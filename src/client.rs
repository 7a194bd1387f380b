//! Access to the reddit API.
//!
//! [`RedditApi`] is the seam between the pipeline and the transport: the
//! listing and batch fetchers only ever see [`ApiOutcome`] values, so tests
//! drive them with canned fakes. [`RedditClient`] is the real
//! implementation, speaking OAuth2 as a script-type application.

use async_trait::async_trait;
use reqwest::StatusCode;
use serde::Deserialize;
use serde_json::Value;

use crate::config::ClientConfig;
use crate::{Error, Result};

const TOKEN_URL: &str = "https://www.reddit.com/api/v1/access_token";
const API_BASE: &str = "https://oauth.reddit.com";

/// Fallback wait when the service throttles us without saying for how long.
const DEFAULT_RETRY_AFTER_SECS: u64 = 5;

/// Outcome of a single API read.
///
/// Throttling is an expected, recoverable condition, so it is a value here
/// rather than an error: the batch fetcher inspects it in a plain match
/// instead of routing control flow through the error channel.
#[derive(Clone, Debug)]
pub enum ApiOutcome {
    Success(Value),
    Throttled { retry_after_secs: u64 },
}

/// Read access to the reddit API.
#[async_trait]
pub trait RedditApi {
    /// Issues a single read for `path` (an API path or query, e.g.
    /// `/r/x/wiki/archive` or `/by_id/t3_a,t3_b.json`).
    ///
    /// Hard failures (transport errors, non-success statuses other than
    /// the throttle signal) are `Err`; throttling is a success-shaped
    /// [`ApiOutcome::Throttled`].
    async fn get(&self, path: &str) -> Result<ApiOutcome>;
}

#[derive(Deserialize)]
struct TokenReply {
    access_token: String,
}

/// Authenticated reqwest-backed client.
pub struct RedditClient {
    http: reqwest::Client,
    token: String,
    user_agent: String,
}

impl RedditClient {
    /// Performs the script-app password grant and returns a connected
    /// client. Credential problems surface as an [`Error::Api`] from the
    /// token endpoint.
    pub async fn connect(config: &ClientConfig) -> Result<Self> {
        let http = reqwest::Client::new();
        let response = http
            .post(TOKEN_URL)
            .basic_auth(&config.id, Some(&config.secret))
            .header(reqwest::header::USER_AGENT, &config.user_agent)
            .form(&[
                ("grant_type", "password"),
                ("username", config.username.as_str()),
                ("password", config.password.as_str()),
            ])
            .send()
            .await?;
        if !response.status().is_success() {
            return Err(Error::Api {
                path: TOKEN_URL.into(),
                status: response.status().as_u16(),
            });
        }
        let token: TokenReply = response.json().await?;

        Ok(Self {
            http,
            token: token.access_token,
            user_agent: config.user_agent.clone(),
        })
    }
}

#[async_trait]
impl RedditApi for RedditClient {
    async fn get(&self, path: &str) -> Result<ApiOutcome> {
        let url = format!("{API_BASE}{path}");
        let response = self
            .http
            .get(&url)
            .bearer_auth(&self.token)
            .header(reqwest::header::USER_AGENT, &self.user_agent)
            .send()
            .await?;

        let status = response.status();
        if status == StatusCode::TOO_MANY_REQUESTS {
            let retry_after_secs = response
                .headers()
                .get(reqwest::header::RETRY_AFTER)
                .and_then(|v| v.to_str().ok())
                .and_then(|v| v.trim().parse().ok())
                .unwrap_or(DEFAULT_RETRY_AFTER_SECS);
            return Ok(ApiOutcome::Throttled { retry_after_secs });
        }
        if !status.is_success() {
            return Err(Error::Api {
                path: path.into(),
                status: status.as_u16(),
            });
        }

        Ok(ApiOutcome::Success(response.json().await?))
    }
}
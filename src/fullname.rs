use std::sync::OnceLock;

use regex::Regex;

/// Default pattern for harvesting post ids out of raw index links.
///
/// Matches `/r/<sub>/comments/<id>/<slug>` and deep wiki content links
/// (`/r/<sub>/wiki/<...>/<id>/<slug>`). Bare wiki pages like
/// `/r/x/wiki/index` carry no post id and must not match, so the pattern
/// requires either a `comments` segment or at least one path segment
/// between `wiki/` and the id.
pub const DEFAULT_LINK_PATTERN: &str = r"/r/[^/]+/(?:comments|wiki/.+)/(?P<id>[0-9a-z]+)/.+";

fn default_pattern() -> &'static Regex {
    static PATTERN: OnceLock<Regex> = OnceLock::new();
    PATTERN.get_or_init(|| Regex::new(DEFAULT_LINK_PATTERN).unwrap())
}

/// Transforms raw reddit links into fullnames (`t3_<id>`).
///
/// Links that do not match the pattern are dropped silently; index pages
/// carry navigation and decoration links alongside the content links, and
/// those are expected, not an error. Output order follows input order with
/// the dropped entries removed.
pub fn fullnames<S: AsRef<str>>(links: &[S], pattern: Option<&Regex>) -> Vec<String> {
    let pattern = pattern.unwrap_or_else(|| default_pattern());
    links
        .iter()
        .filter_map(|link| {
            pattern
                .captures(link.as_ref())
                .and_then(|caps| caps.name("id"))
                .map(|id| fullname(id.as_str()))
        })
        .collect()
}

/// Qualifies a bare post id as a fullname. Ids that already carry the
/// `t3_` namespace are returned unchanged.
pub fn fullname(id: &str) -> String {
    if id.starts_with("t3_") {
        id.to_owned()
    } else {
        format!("t3_{id}")
    }
}

#[cfg(test)]
mod tests {
    use super::*;

    #[test]
    fn comment_links_yield_fullnames() {
        let links = ["/r/x/comments/abc123/foo", "/r/x/wiki/index"];
        assert_eq!(fullnames(&links, None), vec!["t3_abc123"]);
    }

    #[test]
    fn deep_wiki_links_yield_fullnames() {
        let links = ["/r/teslore/wiki/archive/def456/the_title/"];
        assert_eq!(fullnames(&links, None), vec!["t3_def456"]);
    }

    #[test]
    fn non_matching_links_are_dropped_without_gaps() {
        let links = [
            "/message/compose",
            "/r/x/comments/aaa111/one/",
            "https://example.com/about",
            "/r/x/comments/bbb222/two/",
            "/r/x/wiki/index",
        ];
        assert_eq!(fullnames(&links, None), vec!["t3_aaa111", "t3_bbb222"]);
    }

    #[test]
    fn override_pattern_is_honored() {
        let pattern = Regex::new(r"^post-(?P<id>[0-9a-z]+)$").unwrap();
        let links = ["post-zzz999", "/r/x/comments/abc123/foo"];
        assert_eq!(fullnames(&links, Some(&pattern)), vec!["t3_zzz999"]);
    }

    #[test]
    fn fullname_is_idempotent() {
        assert_eq!(fullname("abc123"), "t3_abc123");
        assert_eq!(fullname("t3_abc123"), "t3_abc123");
    }
}
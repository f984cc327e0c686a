//! gsf-core: PRNG primitive, entity record model, and shiny arithmetic
//! shared by every stage of the group-seed reversal pipeline.

pub mod mode;
pub mod record;
pub mod rng;
pub mod shiny;


pub use mode::SpawnerModeSet;
pub use record::{EntityRecord, RecordError};
pub use rng::{Xoroshiro128, XOROSHIRO_CONST0, XOROSHIRO_CONST1};
pub use shiny::{
    combine_trainer_id, is_potential_anti_shiny, shiny_xor, ANTI_SHINY_XOR, SHINY_XOR_THRESHOLD,
};

/// Crate version.
pub const VERSION: &str = env!("CARGO_PKG_VERSION");

/// An entity seed paired with the personality roll count that reproduces
/// the observed record from it.
#[derive(Debug, Clone, Copy, PartialEq, Eq, PartialOrd, Ord, Hash)]
pub struct SeedCandidate {
    pub seed: u64,
    pub rolls: u8,
}

#[cfg(test)]
mod tests {
    use super::*;

    #[test]
    fn version_is_nonempty() {
        assert!(!VERSION.is_empty());
    }

    #[test]
    fn seed_candidates_order_by_seed_then_rolls() {
        let a = SeedCandidate { seed: 1, rolls: 9 };
        let b = SeedCandidate { seed: 2, rolls: 1 };
        let c = SeedCandidate { seed: 2, rolls: 3 };
        assert!(a < b && b < c);
    }
}
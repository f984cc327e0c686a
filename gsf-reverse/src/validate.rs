//! Forward re-simulation of candidate group seeds against a cohort.
//!
//! A candidate explains the cohort when replaying the spawn pipeline
//! from it reproduces every observed encryption constant in the shape
//! one of the spawner patterns demands. Waves in the single-spawn family
//! are separated by one extra group-level draw, which becomes the next
//! wave's group seed.

use gsf_core::mode::SpawnerModeSet;
use gsf_core::rng::Xoroshiro128;

use crate::generate::{encryption_constant, spawn};

fn spawn_ec(group_rng: &mut Xoroshiro128) -> u32 {
    encryption_constant(spawn(group_rng))
}

/// Decide whether `group_seed` explains the cohort's encryption
/// constants `ecs` under any member of `modes`, probed in the fixed
/// order multi, single, mixed. `first` is the cohort index the candidate
/// was derived from.
///
/// # Panics
/// Panics if `ecs` is empty or `first` is out of range.
pub fn validate_group_seed(
    group_seed: u64,
    ecs: &[u32],
    first: usize,
    modes: SpawnerModeSet,
) -> bool {
    assert!(!ecs.is_empty(), "cohort must not be empty");
    assert!(
        first < ecs.len(),
        "first index {} out of range for cohort of {}",
        first,
        ecs.len()
    );

    (modes.contains(SpawnerModeSet::MULTI) && accepts_multi(group_seed, ecs))
        || (modes.contains(SpawnerModeSet::SINGLE) && accepts_single(group_seed, ecs, first))
        || (modes.contains(SpawnerModeSet::MIXED) && accepts_mixed(group_seed, ecs, first))
}

/// One wave spawning the whole cohort: every produced constant must be a
/// member of `ecs`. A cohort of one is never accepted here.
fn accepts_multi(group_seed: u64, ecs: &[u32]) -> bool {
    if ecs.len() == 1 {
        return false;
    }
    let mut group_rng = Xoroshiro128::new(group_seed);
    let mut hits = 0;
    for _ in 0..ecs.len() {
        if ecs.contains(&spawn_ec(&mut group_rng)) {
            hits += 1;
        }
    }
    hits == ecs.len()
}

/// One entity per wave: constants are drained from a working multiset,
/// and the first wave must produce the constant the candidate came from.
fn accepts_single(group_seed: u64, ecs: &[u32], first: usize) -> bool {
    let mut remaining = ecs.to_vec();
    let mut wave_seed = group_seed;
    let mut first_wave = true;
    while !remaining.is_empty() {
        let mut group_rng = Xoroshiro128::new(wave_seed);
        let ec = spawn_ec(&mut group_rng);
        if first_wave && ec != ecs[first] {
            return false;
        }
        first_wave = false;
        match remaining.iter().position(|&x| x == ec) {
            Some(i) => {
                remaining.swap_remove(i);
            }
            None => return false,
        }
        wave_seed = group_rng.next();
    }
    true
}

/// First wave of one, second wave of the rest.
fn accepts_mixed(group_seed: u64, ecs: &[u32], first: usize) -> bool {
    let mut group_rng = Xoroshiro128::new(group_seed);
    if spawn_ec(&mut group_rng) != ecs[first] {
        return false;
    }
    let wave_seed = group_rng.next();

    let mut remaining = ecs.to_vec();
    remaining.swap_remove(first);
    let mut group_rng = Xoroshiro128::new(wave_seed);
    let mut hits = 0;
    for _ in 0..remaining.len() {
        if remaining.contains(&spawn_ec(&mut group_rng)) {
            hits += 1;
        }
    }
    hits == remaining.len()
}
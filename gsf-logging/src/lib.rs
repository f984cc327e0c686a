//! gsf-logging: append-only NDJSON events for run post-mortems.
//!
//! One JSON object per line, flushed on demand; a crashed run leaves at
//! worst one partial trailing line, which lenient readers drop.

use std::fs::{File, OpenOptions};
use std::io::{self, BufWriter, Write};
use std::path::Path;

use serde::Serialize;
use thiserror::Error;

/// Crate version.
pub const VERSION: &str = env!("CARGO_PKG_VERSION");

/// One entity's reversal attempt.
#[derive(Debug, Clone, Serialize)]
pub struct EntityReversalEventV1 {
    pub event: &'static str,
    pub ts_ms: u64,
    pub entity_index: usize,
    pub entity_seed_candidates: u64,
    pub gen_seed_candidates: u64,
    pub validator_calls: u64,
    pub elapsed_ms: u64,
}

/// Outcome of a whole run.
#[derive(Debug, Clone, Serialize)]
pub struct RunResultEventV1 {
    pub event: &'static str,
    pub ts_ms: u64,
    pub cohort_size: usize,
    pub max_rolls: u8,
    pub modes: String,
    pub group_seed: Option<u64>,
    pub first_index: Option<usize>,
    pub elapsed_ms: u64,
}

#[derive(Debug, Error)]
pub enum NdjsonError {
    #[error("log I/O error: {0}")]
    Io(#[from] io::Error),
    #[error("log serialization error: {0}")]
    Json(#[from] serde_json::Error),
}

/// Append-only NDJSON writer.
///
/// Contract: each call writes exactly one JSON object followed by a
/// newline.
pub struct NdjsonWriter {
    w: BufWriter<File>,
}

impl NdjsonWriter {
    /// Open a file for append. Creates it if it doesn't exist.
    pub fn open_append(path: impl AsRef<Path>) -> Result<Self, NdjsonError> {
        let f = OpenOptions::new().create(true).append(true).open(path)?;
        Ok(Self {
            w: BufWriter::new(f),
        })
    }

    pub fn write_event<T: Serialize>(&mut self, event: &T) -> Result<(), NdjsonError> {
        let mut buf = serde_json::to_vec(event)?;
        buf.push(b'\n');
        self.w.write_all(&buf)?;
        Ok(())
    }

    pub fn flush(&mut self) -> Result<(), NdjsonError> {
        self.w.flush()?;
        Ok(())
    }
}

/// Milliseconds since the Unix epoch, for event timestamps.
pub fn now_ms() -> u64 {
    use std::time::{SystemTime, UNIX_EPOCH};
    SystemTime::now()
        .duration_since(UNIX_EPOCH)
        .unwrap_or_default()
        .as_millis() as u64
}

+-------+

- Aim of the exercise: Lines above with the string "RedditApi" need to be found and copied.

- Finished task:
//! [`RedditApi`] is the seam between the pipeline and the transport: the
pub trait RedditApi {
impl RedditApi for RedditClient {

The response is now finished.